* [Work request]: Reproduce every record exactly.

╭─ Data for analysis

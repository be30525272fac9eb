//! End-to-end coordination flow, without a terminal: trigger → dialog
//! service inbox → reducer/overlay → close notification → selection
//! channel. This is the same wiring the runtime drives each frame.

use crossterm::event::{KeyCode, KeyEvent, KeyModifiers};
use solpick_core::{PickerTrigger, ReadyState, Wallet, WalletName};
use solpick_tui::dialog::TuiDialogService;
use solpick_tui::events::UiEvent;
use solpick_tui::state::AppState;
use solpick_tui::update::update;
use tokio::sync::mpsc;

fn key(code: KeyCode) -> KeyEvent {
    KeyEvent::new(code, KeyModifiers::NONE)
}

fn wallets() -> Vec<Wallet> {
    vec![
        Wallet::new("Phantom", ReadyState::Installed),
        Wallet::new("Solflare", ReadyState::Loadable),
    ]
}

#[test]
fn test_selection_round_trip_through_all_components() {
    let (service, mut dialog_rx) = TuiDialogService::new();
    let (selection_tx, mut selection_rx) = mpsc::unbounded_channel();
    let mut trigger = PickerTrigger::new(service, selection_tx);
    let mut app = AppState::new(wallets());

    // Host asks for the picker; the service queues exactly one overlay.
    trigger.open(wallets());
    trigger.open(wallets());
    let opened = dialog_rx.try_recv().expect("one overlay request");
    assert!(dialog_rx.try_recv().is_err());
    assert!(trigger.is_open());

    update(&mut app, UiEvent::DialogOpened(opened));

    // Expand the panel, walk to Solflare, select it.
    update(&mut app, UiEvent::Key(key(KeyCode::Tab)));
    update(&mut app, UiEvent::Key(key(KeyCode::Down)));
    update(&mut app, UiEvent::Key(key(KeyCode::Down)));
    update(&mut app, UiEvent::Key(key(KeyCode::Enter)));
    assert!(app.overlay.is_none());

    // The trigger observes the close notification and forwards the pick.
    trigger.poll_closed();
    assert!(!trigger.is_open());
    assert_eq!(
        selection_rx.try_recv().unwrap(),
        WalletName::from("Solflare")
    );
    assert!(selection_rx.try_recv().is_err());

    update(
        &mut app,
        UiEvent::WalletSelected(WalletName::from("Solflare")),
    );
    assert_eq!(app.tui.connected, Some(WalletName::from("Solflare")));
}

#[test]
fn test_dismissal_round_trip_emits_nothing() {
    let (service, mut dialog_rx) = TuiDialogService::new();
    let (selection_tx, mut selection_rx) = mpsc::unbounded_channel();
    let mut trigger = PickerTrigger::new(service, selection_tx);
    let mut app = AppState::new(wallets());

    trigger.open(wallets());
    let opened = dialog_rx.try_recv().expect("one overlay request");
    update(&mut app, UiEvent::DialogOpened(opened));

    update(&mut app, UiEvent::Key(key(KeyCode::Esc)));
    assert!(app.overlay.is_none());

    trigger.poll_closed();
    assert!(!trigger.is_open());
    assert!(selection_rx.try_recv().is_err());

    // Closed means eligible again: the next open request is accepted.
    trigger.open(wallets());
    assert!(dialog_rx.try_recv().is_ok());
}
use assert_cmd::cargo::cargo_bin_cmd;
use predicates::prelude::*;

#[test]
fn test_help_shows_commands_and_options() {
    cargo_bin_cmd!("solpick")
        .arg("--help")
        .assert()
        .success()
        .stdout(predicate::str::contains("list"))
        .stdout(predicate::str::contains("--wallets"))
        .stdout(predicate::str::contains("--class"))
        .stdout(predicate::str::contains("--log-file"));
}

#[test]
fn test_version_flag() {
    cargo_bin_cmd!("solpick")
        .arg("--version")
        .assert()
        .success()
        .stdout(predicate::str::contains("0.1"));
}
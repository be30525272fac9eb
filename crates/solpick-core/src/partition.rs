//! Pure partition and recommendation policy over a wallet list.
//!
//! Everything here is a plain function of the input sequence: no hidden
//! state, no recomputation on interaction. The overlay computes its
//! partition once at construction and reads it for the rest of its life.

use crate::wallet::{ReadyState, Wallet};

/// Derived grouping of a wallet list.
///
/// `installed` and `other` together cover exactly the Installed, Loadable
/// and NotDetected wallets of the input; any other readiness class is
/// excluded from both. Relative input order is preserved within each class.
#[derive(Debug, Clone, PartialEq, Eq)]
pub struct WalletPartition {
    /// Wallets ready to connect immediately, in input order.
    pub installed: Vec<Wallet>,
    /// Loadable wallets followed by not-detected wallets, each in input order.
    pub other: Vec<Wallet>,
    /// Wallet proposed by the call-to-action when nothing is installed.
    /// `None` only for an input with no eligible candidates.
    pub recommended: Option<Wallet>,
}

impl WalletPartition {
    pub fn new(wallets: &[Wallet]) -> Self {
        let by_state = |state: ReadyState| {
            wallets
                .iter()
                .filter(move |wallet| wallet.ready_state == state)
                .cloned()
        };

        let installed: Vec<Wallet> = by_state(ReadyState::Installed).collect();
        let other: Vec<Wallet> = by_state(ReadyState::Loadable)
            .chain(by_state(ReadyState::NotDetected))
            .collect();
        let recommended = recommended_default(wallets, &installed, &other);

        Self {
            installed,
            other,
            recommended,
        }
    }

    pub fn has_installed(&self) -> bool {
        !self.installed.is_empty()
    }
}

/// First installed wallet wins. Otherwise a fixed onboarding preference
/// order: the wallet named "Phantom", then "Torus", then the first loadable
/// wallet, then the first remaining candidate.
fn recommended_default(
    wallets: &[Wallet],
    installed: &[Wallet],
    other: &[Wallet],
) -> Option<Wallet> {
    if let Some(first) = installed.first() {
        return Some(first.clone());
    }

    wallets
        .iter()
        .find(|wallet| wallet.name.as_str() == "Phantom")
        .or_else(|| wallets.iter().find(|wallet| wallet.name.as_str() == "Torus"))
        .or_else(|| {
            wallets
                .iter()
                .find(|wallet| wallet.ready_state == ReadyState::Loadable)
        })
        .cloned()
        .or_else(|| other.first().cloned())
}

╰─

* [Answer to this problem]:
repository be30525272fac9eb
//! End-to-end coordination flow, without a terminal: trigger → dialog
//! service inbox → reducer/overlay → close notification → selection
//! channel. This is the same wiring the runtime drives each frame.

use crossterm::event::{KeyCode, KeyEvent, KeyModifiers};
use solpick_core::{PickerTrigger, ReadyState, Wallet, WalletName};
use solpick_tui::dialog::TuiDialogService;
use solpick_tui::events::UiEvent;
use solpick_tui::state::AppState;
use solpick_tui::update::update;
use tokio::sync::mpsc;

fn key(code: KeyCode) -> KeyEvent {
    KeyEvent::new(code, KeyModifiers::NONE)
}

fn wallets() -> Vec<Wallet> {
    vec![
        Wallet::new("Phantom", ReadyState::Installed),
        Wallet::new("Solflare", ReadyState::Loadable),
    ]
}

#[test]
fn test_selection_round_trip_through_all_components() {
    let (service, mut dialog_rx) = TuiDialogService::new();
    let (selection_tx, mut selection_rx) = mpsc::unbounded_channel();
    let mut trigger = PickerTrigger::new(service, selection_tx);
    let mut app = AppState::new(wallets());

    // Host asks for the picker; the service queues exactly one overlay.
    trigger.open(wallets());
    trigger.open(wallets());
    let opened = dialog_rx.try_recv().expect("one overlay request");
    assert!(dialog_rx.try_recv().is_err());
    assert!(trigger.is_open());

    update(&mut app, UiEvent::DialogOpened(opened));

    // Expand the panel, walk to Solflare, select it.
    update(&mut app, UiEvent::Key(key(KeyCode::Tab)));
    update(&mut app, UiEvent::Key(key(KeyCode::Down)));
    update(&mut app, UiEvent::Key(key(KeyCode::Down)));
    update(&mut app, UiEvent::Key(key(KeyCode::Enter)));
    assert!(app.overlay.is_none());

    // The trigger observes the close notification and forwards the pick.
    trigger.poll_closed();
    assert!(!trigger.is_open());
    assert_eq!(
        selection_rx.try_recv().unwrap(),
        WalletName::from("Solflare")
    );
    assert!(selection_rx.try_recv().is_err());

    update(
        &mut app,
        UiEvent::WalletSelected(WalletName::from("Solflare")),
    );
    assert_eq!(app.tui.connected, Some(WalletName::from("Solflare")));
}

#[test]
fn test_dismissal_round_trip_emits_nothing() {
    let (service, mut dialog_rx) = TuiDialogService::new();
    let (selection_tx, mut selection_rx) = mpsc::unbounded_channel();
    let mut trigger = PickerTrigger::new(service, selection_tx);
    let mut app = AppState::new(wallets());

    trigger.open(wallets());
    let opened = dialog_rx.try_recv().expect("one overlay request");
    update(&mut app, UiEvent::DialogOpened(opened));

    update(&mut app, UiEvent::Key(key(KeyCode::Esc)));
    assert!(app.overlay.is_none());

    trigger.poll_closed();
    assert!(!trigger.is_open());
    assert!(selection_rx.try_recv().is_err());

    // Closed means eligible again: the next open request is accepted.
    trigger.open(wallets());
    assert!(dialog_rx.try_recv().is_ok());
}
use assert_cmd::cargo::cargo_bin_cmd;
use predicates::prelude::*;

#[test]
fn test_help_shows_commands_and_options() {
    cargo_bin_cmd!("solpick")
        .arg("--help")
        .assert()
        .success()
        .stdout(predicate::str::contains("list"))
        .stdout(predicate::str::contains("--wallets"))
        .stdout(predicate::str::contains("--class"))
        .stdout(predicate::str::contains("--log-file"));
}

#[test]
fn test_version_flag() {
    cargo_bin_cmd!("solpick")
        .arg("--version")
        .assert()
        .success()
        .stdout(predicate::str::contains("0.1"));
}
repository be30525272fac9eb
filename crates/solpick-core/src/partition.rs
//! Pure partition and recommendation policy over a wallet list.
//!
//! Everything here is a plain function of the input sequence: no hidden
//! state, no recomputation on interaction. The overlay computes its
//! partition once at construction and reads it for the rest of its life.

use crate::wallet::{ReadyState, Wallet};

/// Derived grouping of a wallet list.
///
/// `installed` and `other` together cover exactly the Installed, Loadable
/// and NotDetected wallets of the input; any other readiness class is
/// excluded from both. Relative input order is preserved within each class.
#[derive(Debug, Clone, PartialEq, Eq)]
pub struct WalletPartition {
    /// Wallets ready to connect immediately, in input order.
    pub installed: Vec<Wallet>,
    /// Loadable wallets followed by not-detected wallets, each in input order.
    pub other: Vec<Wallet>,
    /// Wallet proposed by the call-to-action when nothing is installed.
    /// `None` only for an input with no eligible candidates.
    pub recommended: Option<Wallet>,
}

impl WalletPartition {
    pub fn new(wallets: &[Wallet]) -> Self {
        let by_state = |state: ReadyState| {
            wallets
                .iter()
                .filter(move |wallet| wallet.ready_state == state)
                .cloned()
        };

        let installed: Vec<Wallet> = by_state(ReadyState::Installed).collect();
        let other: Vec<Wallet> = by_state(ReadyState::Loadable)
            .chain(by_state(ReadyState::NotDetected))
            .collect();
        let recommended = recommended_default(wallets, &installed, &other);

        Self {
            installed,
            other,
            recommended,
        }
    }

    pub fn has_installed(&self) -> bool {
        !self.installed.is_empty()
    }
}

/// First installed wallet wins. Otherwise a fixed onboarding preference
/// order: the wallet named "Phantom", then "Torus", then the first loadable
/// wallet, then the first remaining candidate.
fn recommended_default(
    wallets: &[Wallet],
    installed: &[Wallet],
    other: &[Wallet],
) -> Option<Wallet> {
    if let Some(first) = installed.first() {
        return Some(first.clone());
    }

    wallets
        .iter()
        .find(|wallet| wallet.name.as_str() == "Phantom")
        .or_else(|| wallets.iter().find(|wallet| wallet.name.as_str() == "Torus"))
        .or_else(|| {
            wallets
                .iter()
                .find(|wallet| wallet.ready_state == ReadyState::Loadable)
        })
        .cloned()
        .or_else(|| other.first().cloned())
}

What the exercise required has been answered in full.